Every record listed below should be copied exactly.

Segment Start: EXERCISE MATERIALS

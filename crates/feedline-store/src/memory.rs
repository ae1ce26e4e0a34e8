//! In-memory document store: the test fake and local-development backend.

use std::cmp::Ordering;
use std::collections::BTreeMap;

use async_trait::async_trait;
use serde_json::Value;
use tokio::sync::RwLock;
use uuid::Uuid;

use crate::error::{StoreError, StoreResult};
use crate::path::{validate_key, CollectionPath};
use crate::store::{Document, DocumentStore, Fields, OrderDirection};

/// Documents of one collection, keyed by document id. Key order doubles as
/// the store-native listing order.
type Collection = BTreeMap<String, Fields>;

/// In-memory [`DocumentStore`] behind an async lock.
///
/// Mirrors the hosted store's observable behavior: key-ordered listing,
/// upsert `set`, merge `update` with an existence precondition, idempotent
/// `delete`, and ordered reads that drop documents missing the order field.
/// Sub-collections are addressed by their full path, so documents under a
/// never-created parent stay reachable.
#[derive(Debug, Default)]
pub struct MemoryStore {
    collections: RwLock<BTreeMap<String, Collection>>,
}

impl MemoryStore {
    pub fn new() -> Self {
        Self::default()
    }
}

fn to_document(id: &str, fields: &Fields) -> Document {
    Document {
        id: id.to_string(),
        fields: fields.clone(),
    }
}

/// Total order over JSON values: rank by type, then by value within the
/// type (null < bool < number < string < array < object).
fn compare_values(a: &Value, b: &Value) -> Ordering {
    fn rank(v: &Value) -> u8 {
        match v {
            Value::Null => 0,
            Value::Bool(_) => 1,
            Value::Number(_) => 2,
            Value::String(_) => 3,
            Value::Array(_) => 4,
            Value::Object(_) => 5,
        }
    }

    match (a, b) {
        (Value::Bool(x), Value::Bool(y)) => x.cmp(y),
        (Value::Number(x), Value::Number(y)) => x
            .as_f64()
            .partial_cmp(&y.as_f64())
            .unwrap_or(Ordering::Equal),
        (Value::String(x), Value::String(y)) => x.cmp(y),
        (Value::Array(x), Value::Array(y)) => x
            .iter()
            .zip(y)
            .map(|(a, b)| compare_values(a, b))
            .find(|o| *o != Ordering::Equal)
            .unwrap_or(x.len().cmp(&y.len())),
        (Value::Object(x), Value::Object(y)) => x.len().cmp(&y.len()),
        _ => rank(a).cmp(&rank(b)),
    }
}

#[async_trait]
impl DocumentStore for MemoryStore {
    async fn list(&self, path: &CollectionPath) -> StoreResult<Vec<Document>> {
        let collections = self.collections.read().await;
        Ok(collections
            .get(&path.to_string())
            .map(|collection| {
                collection
                    .iter()
                    .map(|(id, fields)| to_document(id, fields))
                    .collect()
            })
            .unwrap_or_default())
    }

    async fn query_eq(
        &self,
        path: &CollectionPath,
        field: &str,
        value: &Value,
    ) -> StoreResult<Vec<Document>> {
        let collections = self.collections.read().await;
        Ok(collections
            .get(&path.to_string())
            .map(|collection| {
                collection
                    .iter()
                    .filter(|(_, fields)| fields.get(field) == Some(value))
                    .map(|(id, fields)| to_document(id, fields))
                    .collect()
            })
            .unwrap_or_default())
    }

    async fn list_ordered(
        &self,
        path: &CollectionPath,
        field: &str,
        direction: OrderDirection,
    ) -> StoreResult<Vec<Document>> {
        let collections = self.collections.read().await;
        let mut keyed: Vec<(Value, Document)> = collections
            .get(&path.to_string())
            .map(|collection| {
                collection
                    .iter()
                    .filter_map(|(id, fields)| {
                        fields
                            .get(field)
                            .cloned()
                            .map(|key| (key, to_document(id, fields)))
                    })
                    .collect()
            })
            .unwrap_or_default();

        match direction {
            OrderDirection::Ascending => keyed.sort_by(|a, b| compare_values(&a.0, &b.0)),
            OrderDirection::Descending => keyed.sort_by(|a, b| compare_values(&b.0, &a.0)),
        }

        Ok(keyed.into_iter().map(|(_, doc)| doc).collect())
    }

    async fn add(&self, path: &CollectionPath, fields: Fields) -> StoreResult<Document> {
        let id = Uuid::new_v4().simple().to_string();
        let mut collections = self.collections.write().await;
        collections
            .entry(path.to_string())
            .or_default()
            .insert(id.clone(), fields.clone());
        Ok(Document { id, fields })
    }

    async fn get(&self, path: &CollectionPath, key: &str) -> StoreResult<Option<Document>> {
        validate_key(key)?;
        let collections = self.collections.read().await;
        Ok(collections
            .get(&path.to_string())
            .and_then(|collection| collection.get(key))
            .map(|fields| to_document(key, fields)))
    }

    async fn set(&self, path: &CollectionPath, key: &str, fields: Fields) -> StoreResult<()> {
        validate_key(key)?;
        let mut collections = self.collections.write().await;
        collections
            .entry(path.to_string())
            .or_default()
            .insert(key.to_string(), fields);
        Ok(())
    }

    async fn update(&self, path: &CollectionPath, key: &str, fields: Fields) -> StoreResult<()> {
        validate_key(key)?;
        let mut collections = self.collections.write().await;
        let existing = collections
            .get_mut(&path.to_string())
            .and_then(|collection| collection.get_mut(key))
            .ok_or_else(|| StoreError::DocumentNotFound(format!("{path}/{key}")))?;

        for (field, value) in fields {
            existing.insert(field, value);
        }
        Ok(())
    }

    async fn delete(&self, path: &CollectionPath, key: &str) -> StoreResult<()> {
        validate_key(key)?;
        let mut collections = self.collections.write().await;
        if let Some(collection) = collections.get_mut(&path.to_string()) {
            collection.remove(key);
        }
        Ok(())
    }
}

Segment End: EXERCISE MATERIALS

§ **FINISHED EXERCISE**
filename crates/feedline-store/src/memory.rs
repository ae1ce26e4e0a34e8
//! In-memory document store: the test fake and local-development backend.

use std::cmp::Ordering;
use std::collections::BTreeMap;

use async_trait::async_trait;
use serde_json::Value;
use tokio::sync::RwLock;
use uuid::Uuid;

use crate::error::{StoreError, StoreResult};
use crate::path::{validate_key, CollectionPath};
use crate::store::{Document, DocumentStore, Fields, OrderDirection};

/// Documents of one collection, keyed by document id. Key order doubles as
/// the store-native listing order.
type Collection = BTreeMap<String, Fields>;

/// In-memory [`DocumentStore`] behind an async lock.
///
/// Mirrors the hosted store's observable behavior: key-ordered listing,
/// upsert `set`, merge `update` with an existence precondition, idempotent
/// `delete`, and ordered reads that drop documents missing the order field.
/// Sub-collections are addressed by their full path, so documents under a
/// never-created parent stay reachable.
#[derive(Debug, Default)]
pub struct MemoryStore {
    collections: RwLock<BTreeMap<String, Collection>>,
}

impl MemoryStore {
    pub fn new() -> Self {
        Self::default()
    }
}

fn to_document(id: &str, fields: &Fields) -> Document {
    Document {
        id: id.to_string(),
        fields: fields.clone(),
    }
}

/// Total order over JSON values: rank by type, then by value within the
/// type (null < bool < number < string < array < object).
fn compare_values(a: &Value, b: &Value) -> Ordering {
    fn rank(v: &Value) -> u8 {
        match v {
            Value::Null => 0,
            Value::Bool(_) => 1,
            Value::Number(_) => 2,
            Value::String(_) => 3,
            Value::Array(_) => 4,
            Value::Object(_) => 5,
        }
    }

    match (a, b) {
        (Value::Bool(x), Value::Bool(y)) => x.cmp(y),
        (Value::Number(x), Value::Number(y)) => x
            .as_f64()
            .partial_cmp(&y.as_f64())
            .unwrap_or(Ordering::Equal),
        (Value::String(x), Value::String(y)) => x.cmp(y),
        (Value::Array(x), Value::Array(y)) => x
            .iter()
            .zip(y)
            .map(|(a, b)| compare_values(a, b))
            .find(|o| *o != Ordering::Equal)
            .unwrap_or(x.len().cmp(&y.len())),
        (Value::Object(x), Value::Object(y)) => x.len().cmp(&y.len()),
        _ => rank(a).cmp(&rank(b)),
    }
}

#[async_trait]
impl DocumentStore for MemoryStore {
    async fn list(&self, path: &CollectionPath) -> StoreResult<Vec<Document>> {
        let collections = self.collections.read().await;
        Ok(collections
            .get(&path.to_string())
            .map(|collection| {
                collection
                    .iter()
                    .map(|(id, fields)| to_document(id, fields))
                    .collect()
            })
            .unwrap_or_default())
    }

    async fn query_eq(
        &self,
        path: &CollectionPath,
        field: &str,
        value: &Value,
    ) -> StoreResult<Vec<Document>> {
        let collections = self.collections.read().await;
        Ok(collections
            .get(&path.to_string())
            .map(|collection| {
                collection
                    .iter()
                    .filter(|(_, fields)| fields.get(field) == Some(value))
                    .map(|(id, fields)| to_document(id, fields))
                    .collect()
            })
            .unwrap_or_default())
    }

    async fn list_ordered(
        &self,
        path: &CollectionPath,
        field: &str,
        direction: OrderDirection,
    ) -> StoreResult<Vec<Document>> {
        let collections = self.collections.read().await;
        let mut keyed: Vec<(Value, Document)> = collections
            .get(&path.to_string())
            .map(|collection| {
                collection
                    .iter()
                    .filter_map(|(id, fields)| {
                        fields
                            .get(field)
                            .cloned()
                            .map(|key| (key, to_document(id, fields)))
                    })
                    .collect()
            })
            .unwrap_or_default();

        match direction {
            OrderDirection::Ascending => keyed.sort_by(|a, b| compare_values(&a.0, &b.0)),
            OrderDirection::Descending => keyed.sort_by(|a, b| compare_values(&b.0, &a.0)),
        }

        Ok(keyed.into_iter().map(|(_, doc)| doc).collect())
    }

    async fn add(&self, path: &CollectionPath, fields: Fields) -> StoreResult<Document> {
        let id = Uuid::new_v4().simple().to_string();
        let mut collections = self.collections.write().await;
        collections
            .entry(path.to_string())
            .or_default()
            .insert(id.clone(), fields.clone());
        Ok(Document { id, fields })
    }

    async fn get(&self, path: &CollectionPath, key: &str) -> StoreResult<Option<Document>> {
        validate_key(key)?;
        let collections = self.collections.read().await;
        Ok(collections
            .get(&path.to_string())
            .and_then(|collection| collection.get(key))
            .map(|fields| to_document(key, fields)))
    }

    async fn set(&self, path: &CollectionPath, key: &str, fields: Fields) -> StoreResult<()> {
        validate_key(key)?;
        let mut collections = self.collections.write().await;
        collections
            .entry(path.to_string())
            .or_default()
            .insert(key.to_string(), fields);
        Ok(())
    }

    async fn update(&self, path: &CollectionPath, key: &str, fields: Fields) -> StoreResult<()> {
        validate_key(key)?;
        let mut collections = self.collections.write().await;
        let existing = collections
            .get_mut(&path.to_string())
            .and_then(|collection| collection.get_mut(key))
            .ok_or_else(|| StoreError::DocumentNotFound(format!("{path}/{key}")))?;

        for (field, value) in fields {
            existing.insert(field, value);
        }
        Ok(())
    }

    async fn delete(&self, path: &CollectionPath, key: &str) -> StoreResult<()> {
        validate_key(key)?;
        let mut collections = self.collections.write().await;
        if let Some(collection) = collections.get_mut(&path.to_string()) {
            collection.remove(key);
        }
        Ok(())
    }
}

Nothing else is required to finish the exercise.